Power Control of Hybrid Grid-Connected Renewable Energy System using Machine Learning

Abstract

This article addresses the crucial challenge of maintaining a reliable power supply in integrated electric systems that combine solar power and energy storage. It focuses on optimizing key parameters for remote photovoltaic, wind, and battery energy storage within the grid, with a primary goal of sustaining 24-hour load demand. The study introduces a comprehensive approach that integrates fuel price dynamics and battery depletion costs into the optimization model for hybrid grids. This approach seeks a delicate balance between sustainable energy usage and cost-effectiveness.
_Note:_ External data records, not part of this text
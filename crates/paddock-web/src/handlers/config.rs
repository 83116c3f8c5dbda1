//! 봇 설정 문서 API 핸들러.
//!
//! 문서 스키마는 웹 UI의 소유 — 서버는 JSON을 저장/반환만 한다.

use axum::extract::State;
use axum::Json;
use serde_json::{json, Value};

use crate::error::ApiError;
use crate::AppState;

/// GET /config - 봇 설정 문서 조회 (없으면 `{}`)
pub async fn get_config(State(state): State<AppState>) -> Json<Value> {
    Json(state.settings.get())
}

/// POST /config - 봇 설정 문서 저장
pub async fn update_config(
    State(state): State<AppState>,
    Json(document): Json<Value>,
) -> Result<Json<Value>, ApiError> {
    state
        .settings
        .replace(document.clone())
        .map_err(|e| ApiError::Internal(format!("설정 저장 실패: {e}")))?;

    Ok(Json(json!({
        "status": "success",
        "data": document,
    })))
}
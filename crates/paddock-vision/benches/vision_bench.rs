//! paddock-vision 성능 벤치마크
//!
//! 실행: cargo bench -p paddock-vision
//!
//! 벤치마크 대상:
//! - 영역 리스케일 (fast_resize)
//! - 좌표 변환 (to_world_space / to_screen_space)

use criterion::{black_box, criterion_group, criterion_main, BenchmarkId, Criterion, Throughput};
use image::{Rgb, RgbImage};
use paddock_core::mapper::CoordinateMapper;
use paddock_core::models::geometry::{Point, WindowGeometry};
use paddock_vision::resize;

/// 테스트용 그라데이션 이미지 생성
fn create_test_image(width: u32, height: u32) -> RgbImage {
    let mut img = RgbImage::new(width, height);
    for (x, y, pixel) in img.enumerate_pixels_mut() {
        let r = (x % 256) as u8;
        let g = (y % 256) as u8;
        let b = ((x + y) % 256) as u8;
        *pixel = Rgb([r, g, b]);
    }
    img
}

/// 리스케일 벤치마크
fn bench_resize(c: &mut Criterion) {
    let mut group = c.benchmark_group("region_resize");

    let resolutions = [(640, 480), (1280, 720), (1920, 1080)];

    for (width, height) in resolutions {
        let pixels = width * height;
        group.throughput(Throughput::Elements(pixels as u64));

        let img = create_test_image(width, height);

        group.bench_with_input(
            BenchmarkId::new("downscale_half", format!("{width}x{height}")),
            &img,
            |b, img| b.iter(|| resize::fast_resize(black_box(img), width / 2, height / 2).unwrap()),
        );

        group.bench_with_input(
            BenchmarkId::new("upscale_to_1080p_width", format!("{width}x{height}")),
            &img,
            |b, img| b.iter(|| resize::fast_resize(black_box(img), 1920, 1080).unwrap()),
        );
    }

    group.finish();
}

/// 좌표 변환 벤치마크
fn bench_mapper(c: &mut Criterion) {
    let mapper = CoordinateMapper::new();
    mapper.initialize(&WindowGeometry {
        left: 0,
        top: 0,
        width: 2560,
        height: 1080,
    });

    c.bench_function("to_world_space", |b| {
        b.iter(|| mapper.to_world_space(black_box(Point::new(960.0, 540.0))))
    });

    c.bench_function("roundtrip", |b| {
        b.iter(|| {
            let screen = mapper.to_screen_space(black_box(Point::new(1280.0, 540.0)));
            mapper.to_world_space(screen)
        })
    });
}

criterion_group!(benches, bench_resize, bench_mapper);
criterion_main!(benches);
//! # paddock-automation
//!
//! 입력 액추에이터 크레이트.
//! 스크린 공간 좌표를 월드 공간으로 정규화한 뒤 플랫폼 입력
//! 드라이버로 포인터 동작(이동/클릭/홀드/스와이프)을 내보낸다.

pub mod actuator;
pub mod input_driver;
//! # paddock-app
//!
//! Paddock 바이너리 진입점.
//! 설정 로드, 자동화 컨텍스트 와이어링, 웹 서버 라이프사이클 관리.

mod bot;

use std::path::PathBuf;

use anyhow::Result;
use clap::Parser;
use paddock_core::config_manager::ConfigManager;
use paddock_web::{AppState, WebServer};
use tokio::sync::watch;
use tracing::{info, warn};
use tracing_subscriber::EnvFilter;

use crate::bot::BotContext;

/// Paddock 데스크톱 봇 서버
///
/// 16:9 게임 창 자동화 봇 — 로컬 설정/테마/데이터 API와 웹 UI 제공
#[derive(Parser, Debug)]
#[command(name = "paddock")]
#[command(author, version, about, long_about = None)]
struct Args {
    /// 설정 파일 경로 (기본: 플랫폼 설정 디렉토리)
    #[arg(long, short = 'c')]
    config: Option<PathBuf>,

    /// 콘텐츠 루트 디렉토리 (themes/, data/ 등의 기준)
    #[arg(long)]
    content_root: Option<PathBuf>,

    /// 웹 서버 포트 (설정 파일보다 우선)
    #[arg(long, short = 'p')]
    port: Option<u16>,

    /// 대상 창 제목 패턴 (설정 파일보다 우선)
    #[arg(long, short = 'w')]
    window_title: Option<String>,

    /// 로그 레벨 (trace, debug, info, warn, error)
    #[arg(long, short = 'l', default_value = "info")]
    log_level: String,
}

#[tokio::main]
async fn main() -> Result<()> {
    let args = Args::parse();

    // 로깅 초기화 — RUST_LOG가 있으면 CLI 인자보다 우선
    let filter =
        EnvFilter::try_from_default_env().unwrap_or_else(|_| EnvFilter::new(&args.log_level));
    tracing_subscriber::fmt().with_env_filter(filter).init();

    // 설정 로드 + CLI 오버라이드
    let config_manager = match &args.config {
        Some(path) => ConfigManager::with_path(path.clone())?,
        None => ConfigManager::new()?,
    };
    let mut config = config_manager.get();
    if let Some(port) = args.port {
        config.web.port = port;
    }
    if let Some(title) = &args.window_title {
        config.window.title = title.clone();
    }
    if let Some(root) = &args.content_root {
        config.content.root = root.clone();
    }

    info!(
        port = config.web.port,
        content_root = %config.content.root.display(),
        "Paddock 시작"
    );

    // 자동화 컨텍스트 — 봇 제어 루프가 소유할 단일 인스턴스
    let bot = BotContext::new(&config);
    info!(input_platform = bot.input.platform(), "자동화 컨텍스트 준비 완료");

    // 초기 프레임 캡처 시도 — 성공하면 좌표 매핑이 확정된다
    match bot.frames.capture(None, true) {
        Ok(frame) => {
            info!(
                width = frame.width(),
                height = frame.height(),
                "초기 프레임 캡처 성공"
            );
            if let Some(params) = bot.mapper.params() {
                info!(
                    crop_pixels = params.crop_pixels,
                    cut_sides = params.cut_sides,
                    scale = params.scale,
                    "좌표 매핑 확정"
                );
            }
        }
        Err(e) => warn!("초기 프레임 캡처 실패 (창 미탐지?): {e}"),
    }

    // 웹 서버 실행 + ctrl-c 기반 graceful shutdown
    let state = AppState::from_content_config(&config.content)?;
    let server = WebServer::new(state, config.web.clone());
    let (shutdown_tx, shutdown_rx) = watch::channel(false);

    let mut server_handle = tokio::spawn(server.run(shutdown_rx));

    tokio::select! {
        result = &mut server_handle => {
            // 서버가 스스로 종료 (포트 바인드 실패 등)
            result??;
        }
        _ = tokio::signal::ctrl_c() => {
            info!("종료 신호 수신 — 서버 정리 중");
            let _ = shutdown_tx.send(true);
            server_handle.await??;
        }
    }

    Ok(())
}
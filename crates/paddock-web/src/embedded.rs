//! 정적 파일 임베드 및 서빙.
//!
//! rust-embed를 사용하여 웹 UI 빌드 결과를 바이너리에 임베드한다.
//! 봇이 콘텐츠를 수시로 갱신하므로 모든 응답에 캐시를 금지한다.

use axum::http::{header, StatusCode, Uri};
use axum::response::{Html, IntoResponse, Response};
use rust_embed::Embed;

use crate::handlers::no_store_headers;

/// 웹 UI 빌드 결과 임베드
///
/// `frontend/dist` 디렉토리의 파일들을 바이너리에 포함
#[derive(Embed)]
#[folder = "frontend/dist"]
#[include = "*.html"]
#[include = "*.js"]
#[include = "*.mjs"]
#[include = "*.css"]
#[include = "*.svg"]
#[include = "*.png"]
#[include = "*.ico"]
#[include = "*.json"]
#[include = "*.woff"]
#[include = "*.woff2"]
#[include = "assets/**/*"]
struct Assets;

/// 정적 파일 서빙을 위한 fallback 핸들러
pub async fn serve_static(uri: Uri) -> Response {
    serve_static_impl(uri)
}

/// 정적 파일 서빙 구현
fn serve_static_impl(uri: Uri) -> Response {
    let path = uri.path().trim_start_matches('/');

    // 빈 경로는 index.html로
    let path = if path.is_empty() { "index.html" } else { path };

    match Assets::get(path) {
        Some(content) => {
            let mime = mime_guess::from_path(path).first_or_octet_stream();

            (
                StatusCode::OK,
                [(header::CONTENT_TYPE, mime.as_ref().to_string())],
                no_store_headers(),
                content.data.into_owned(),
            )
                .into_response()
        }
        None => {
            // SPA 라우팅: 알 수 없는 경로는 index.html로
            if let Some(index) = Assets::get("index.html") {
                (
                    no_store_headers(),
                    Html(String::from_utf8_lossy(&index.data).to_string()),
                )
                    .into_response()
            } else {
                // 개발 중 웹 UI 빌드 없을 때 안내
                (StatusCode::OK, Html(DEV_PLACEHOLDER.to_string())).into_response()
            }
        }
    }
}

/// 개발 중 웹 UI 미빌드 시 표시할 페이지
const DEV_PLACEHOLDER: &str = r#"<!DOCTYPE html>
<html lang="ko">
<head>
    <meta charset="UTF-8">
    <meta name="viewport" content="width=device-width, initial-scale=1.0">
    <title>Paddock</title>
    <style>
        * { box-sizing: border-box; margin: 0; padding: 0; }
        body {
            font-family: -apple-system, BlinkMacSystemFont, 'Segoe UI', Roboto, sans-serif;
            background: linear-gradient(135deg, #14281d 0%, #1d3a2a 100%);
            color: #e0e0e0;
            min-height: 100vh;
            display: flex;
            align-items: center;
            justify-content: center;
        }
        .container {
            text-align: center;
            padding: 40px;
            max-width: 600px;
        }
        h1 {
            font-size: 2.5rem;
            margin-bottom: 1rem;
            background: linear-gradient(90deg, #7ee787, #ffd866);
            -webkit-background-clip: text;
            -webkit-text-fill-color: transparent;
        }
        .subtitle {
            color: #888;
            margin-bottom: 2rem;
        }
        .status {
            background: rgba(255,255,255,0.05);
            border-radius: 12px;
            padding: 24px;
            margin-bottom: 2rem;
        }
        .status h2 {
            color: #7ee787;
            margin-bottom: 1rem;
        }
        .api-list {
            text-align: left;
            list-style: none;
        }
        .api-list li {
            padding: 8px 0;
            border-bottom: 1px solid rgba(255,255,255,0.1);
        }
        .api-list code {
            background: rgba(126,231,135,0.1);
            padding: 2px 8px;
            border-radius: 4px;
            font-family: 'SF Mono', monospace;
        }
        .build-hint {
            background: #22352a;
            padding: 16px;
            border-radius: 8px;
            font-family: 'SF Mono', monospace;
            font-size: 0.9rem;
        }
    </style>
</head>
<body>
    <div class="container">
        <h1>Paddock</h1>
        <p class="subtitle">로컬 봇 서버</p>

        <div class="status">
            <h2>✅ API 서버 실행 중</h2>
            <ul class="api-list">
                <li><code>GET /config</code> - 봇 설정 문서</li>
                <li><code>GET /themes</code> - 테마 목록</li>
                <li><code>GET /theme/{name}</code> - 단일 테마</li>
                <li><code>GET /event/{text}</code> - 이벤트 검색</li>
                <li><code>GET /data/{path}</code> - 게임 데이터 파일</li>
                <li><code>GET /version.txt</code> - 버전</li>
                <li><code>GET /notifs</code> - 알림 에셋 목록</li>
            </ul>
        </div>

        <p style="margin-bottom: 1rem; color: #888;">웹 UI 빌드:</p>
        <div class="build-hint">
            cd crates/paddock-web/frontend<br>
            pnpm install && pnpm build
        </div>
    </div>
</body>
</html>"#;
//! 단일 슬롯 프레임 캐시.
//!
//! 가장 최근 캡처 프레임 하나를 소유하고, 같은 논리 스텝 안의 반복
//! 호출자에게 재사용시킨다. 요청 영역(스크린 공간)은 좌표 매퍼로
//! 월드 사각형으로 되돌린 뒤 잘라내고, `scale` 배율로 리스케일해
//! 요청한 스크린 공간 픽셀 크기로 반환한다.
//!
//! 동시성 계약: 캡처/무효화는 컨트롤러 루프 한 곳에서 순차 호출되는
//! 것을 전제한다. 내부 뮤텍스는 슬롯 하나의 일관성만 지키며, 동시
//! 캡처 호출의 순서는 보장하지 않는다.

use std::sync::Arc;

use chrono::{DateTime, Utc};
use image::RgbImage;
use parking_lot::Mutex;
use tracing::debug;

use paddock_core::error::CoreError;
use paddock_core::mapper::CoordinateMapper;
use paddock_core::models::frame::{PixelFormat, RawFrame};
use paddock_core::models::geometry::{Region, WindowGeometry};
use paddock_core::ports::capture::PlatformCapture;
use paddock_core::ports::window_locator::WindowLocator;

use crate::resize;

/// 캐시 슬롯에 보관되는 프레임.
///
/// 소유권은 [`FrameCache`]에만 있다 — 호출자는 항상 복제본(스냅샷)을
/// 받으므로 이후의 `invalidate`가 호출자 버퍼를 건드리지 않는다.
struct CachedFrame {
    image: RgbImage,
    geometry: WindowGeometry,
    captured_at: DateTime<Utc>,
}

/// 단일 슬롯 프레임 캐시 — 캡처 + 영역 크롭/리스케일 오케스트레이터
pub struct FrameCache {
    mapper: Arc<CoordinateMapper>,
    locator: Box<dyn WindowLocator>,
    capture: Box<dyn PlatformCapture>,
    slot: Mutex<Option<CachedFrame>>,
}

impl FrameCache {
    /// 새 프레임 캐시 생성
    pub fn new(
        mapper: Arc<CoordinateMapper>,
        locator: Box<dyn WindowLocator>,
        capture: Box<dyn PlatformCapture>,
    ) -> Self {
        Self {
            mapper,
            locator,
            capture,
            slot: Mutex::new(None),
        }
    }

    /// 프레임 캡처.
    ///
    /// 유효한 캐시가 있고 `force_refresh`가 아니면 재사용하고, 아니면
    /// 창 로케이터 → 플랫폼 캡처 경로로 새 전체 프레임을 떠서 슬롯을
    /// 교체한다 (슬롯은 항상 최대 1개). `region`이 주어지면 캐시
    /// 버퍼에서 해당 월드 사각형을 잘라 스크린 공간 크기로 리스케일해
    /// 반환하고, 없으면 전체 버퍼를 무배율로 반환한다.
    ///
    /// 창을 못 찾으면 `WindowNotFound`, 캡처 백엔드가 실패하면
    /// `CaptureUnavailable` — 둘 다 현재 호출에 치명적이며 재시도는
    /// 호출자 몫이다.
    pub fn capture(
        &self,
        region: Option<Region>,
        force_refresh: bool,
    ) -> Result<RgbImage, CoreError> {
        let mut slot = self.slot.lock();

        if force_refresh || slot.is_none() {
            *slot = Some(self.grab_full_frame()?);
        } else {
            debug!("캐시된 프레임 재사용");
        }

        // 위에서 채웠으므로 항상 Some
        let cached = slot
            .as_ref()
            .ok_or_else(|| CoreError::Internal("프레임 슬롯 비어 있음".to_string()))?;

        match region {
            Some(region) => self.slice_region(&cached.image, &region),
            None => Ok(cached.image.clone()),
        }
    }

    /// 캐시를 비워 다음 `capture`가 새로 뜨게 한다.
    ///
    /// 화면 내용이 바뀐 것을 아는 시점마다 호출해야 stale 프레임을
    /// 읽지 않는다.
    pub fn invalidate(&self) {
        *self.slot.lock() = None;
        debug!("프레임 캐시 무효화");
    }

    /// 캐시된 프레임의 캡처 시각 (비어 있으면 None)
    pub fn captured_at(&self) -> Option<DateTime<Utc>> {
        self.slot.lock().as_ref().map(|c| c.captured_at)
    }

    /// 캐시된 프레임을 뜰 때의 창 기하 (비어 있으면 None)
    pub fn cached_geometry(&self) -> Option<WindowGeometry> {
        self.slot.lock().as_ref().map(|c| c.geometry)
    }

    /// 전체 창 프레임 한 장을 떠서 RGB로 변환
    fn grab_full_frame(&self) -> Result<CachedFrame, CoreError> {
        let geometry = self.locator.locate()?;
        let raw = self.capture.grab(&geometry)?;
        let image = to_rgb(&raw)?;

        // 첫 캡처에서 좌표 매핑 확정 (이후는 멱등)
        self.mapper.initialize(&geometry);

        debug!(
            width = image.width(),
            height = image.height(),
            "새 프레임 캡처"
        );

        Ok(CachedFrame {
            image,
            geometry,
            captured_at: Utc::now(),
        })
    }

    /// 스크린 공간 영역을 월드 사각형으로 되돌려 잘라내고 리스케일
    fn slice_region(&self, frame: &RgbImage, region: &Region) -> Result<RgbImage, CoreError> {
        let top_left = self.mapper.to_world_space(region.top_left());
        let bottom_right = self.mapper.to_world_space(region.bottom_right());
        let scale = self.mapper.params().map(|p| p.scale).unwrap_or(1.0);

        let (frame_w, frame_h) = frame.dimensions();
        let x0 = (top_left.x.round().max(0.0) as u32).min(frame_w);
        let y0 = (top_left.y.round().max(0.0) as u32).min(frame_h);
        let x1 = (bottom_right.x.round().max(0.0) as u32).min(frame_w);
        let y1 = (bottom_right.y.round().max(0.0) as u32).min(frame_h);

        if x1 <= x0 || y1 <= y0 {
            return Err(CoreError::Internal(format!(
                "영역이 프레임 밖: {region:?}"
            )));
        }

        let (crop_w, crop_h) = (x1 - x0, y1 - y0);
        let cropped = image::imageops::crop_imm(frame, x0, y0, crop_w, crop_h).to_image();

        // 월드 크기 × scale = 요청한 스크린 공간 크기
        let out_w = ((crop_w as f64 * scale).round() as u32).max(1);
        let out_h = ((crop_h as f64 * scale).round() as u32).max(1);
        resize::fast_resize(&cropped, out_w, out_h)
    }
}

/// 원시 프레임을 3채널 RGB로 변환 (BGRA 기본, RGBA 허용)
fn to_rgb(raw: &RawFrame) -> Result<RgbImage, CoreError> {
    if !raw.is_well_formed() {
        return Err(CoreError::Internal(format!(
            "원시 프레임 버퍼 크기 불일치: {}x{}, {}바이트",
            raw.width,
            raw.height,
            raw.pixels.len()
        )));
    }

    let mut rgb = Vec::with_capacity((raw.width as usize) * (raw.height as usize) * 3);
    for px in raw.pixels.chunks_exact(4) {
        match raw.format {
            PixelFormat::Bgra8 => rgb.extend_from_slice(&[px[2], px[1], px[0]]),
            PixelFormat::Rgba8 => rgb.extend_from_slice(&[px[0], px[1], px[2]]),
        }
    }

    RgbImage::from_raw(raw.width, raw.height, rgb)
        .ok_or_else(|| CoreError::Internal("RGB 버퍼 생성 실패".to_string()))
}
To achieve this balance, the research employs genetic algorithms, a robust computational technique. These algorithms play a vital role in calculating discharge-charge cycles and assessing battery health, addressing concerns about battery longevity and performance. Additionally, the study explores a machine learning framework, specifically nested learning, to further enhance the optimization process. Nested learning allows for the development of a sophisticated target function that considers various grid operation parameters and constraints. This machine learning approach enhances the system's ability to dynamically monitor power consumption and generation. Within this machine learning framework, the TD Lambda learning algorithm takes a prominent role in identifying the optimal function. This algorithm is well-known for its efficiency, particularly in non-Markovian scenarios. Its quick convergence enhances the overall performance of the hybrid grid, ensuring efficiency in changing conditions. The research also evaluates the impact of weight factors on various aspects, including battery charging status, algorithmic decisions, and their consequences on optimal energy pricing within the hybrid grid. This comprehensive assessment deepens the understanding of how these weight factors influence grid performance and economic viability.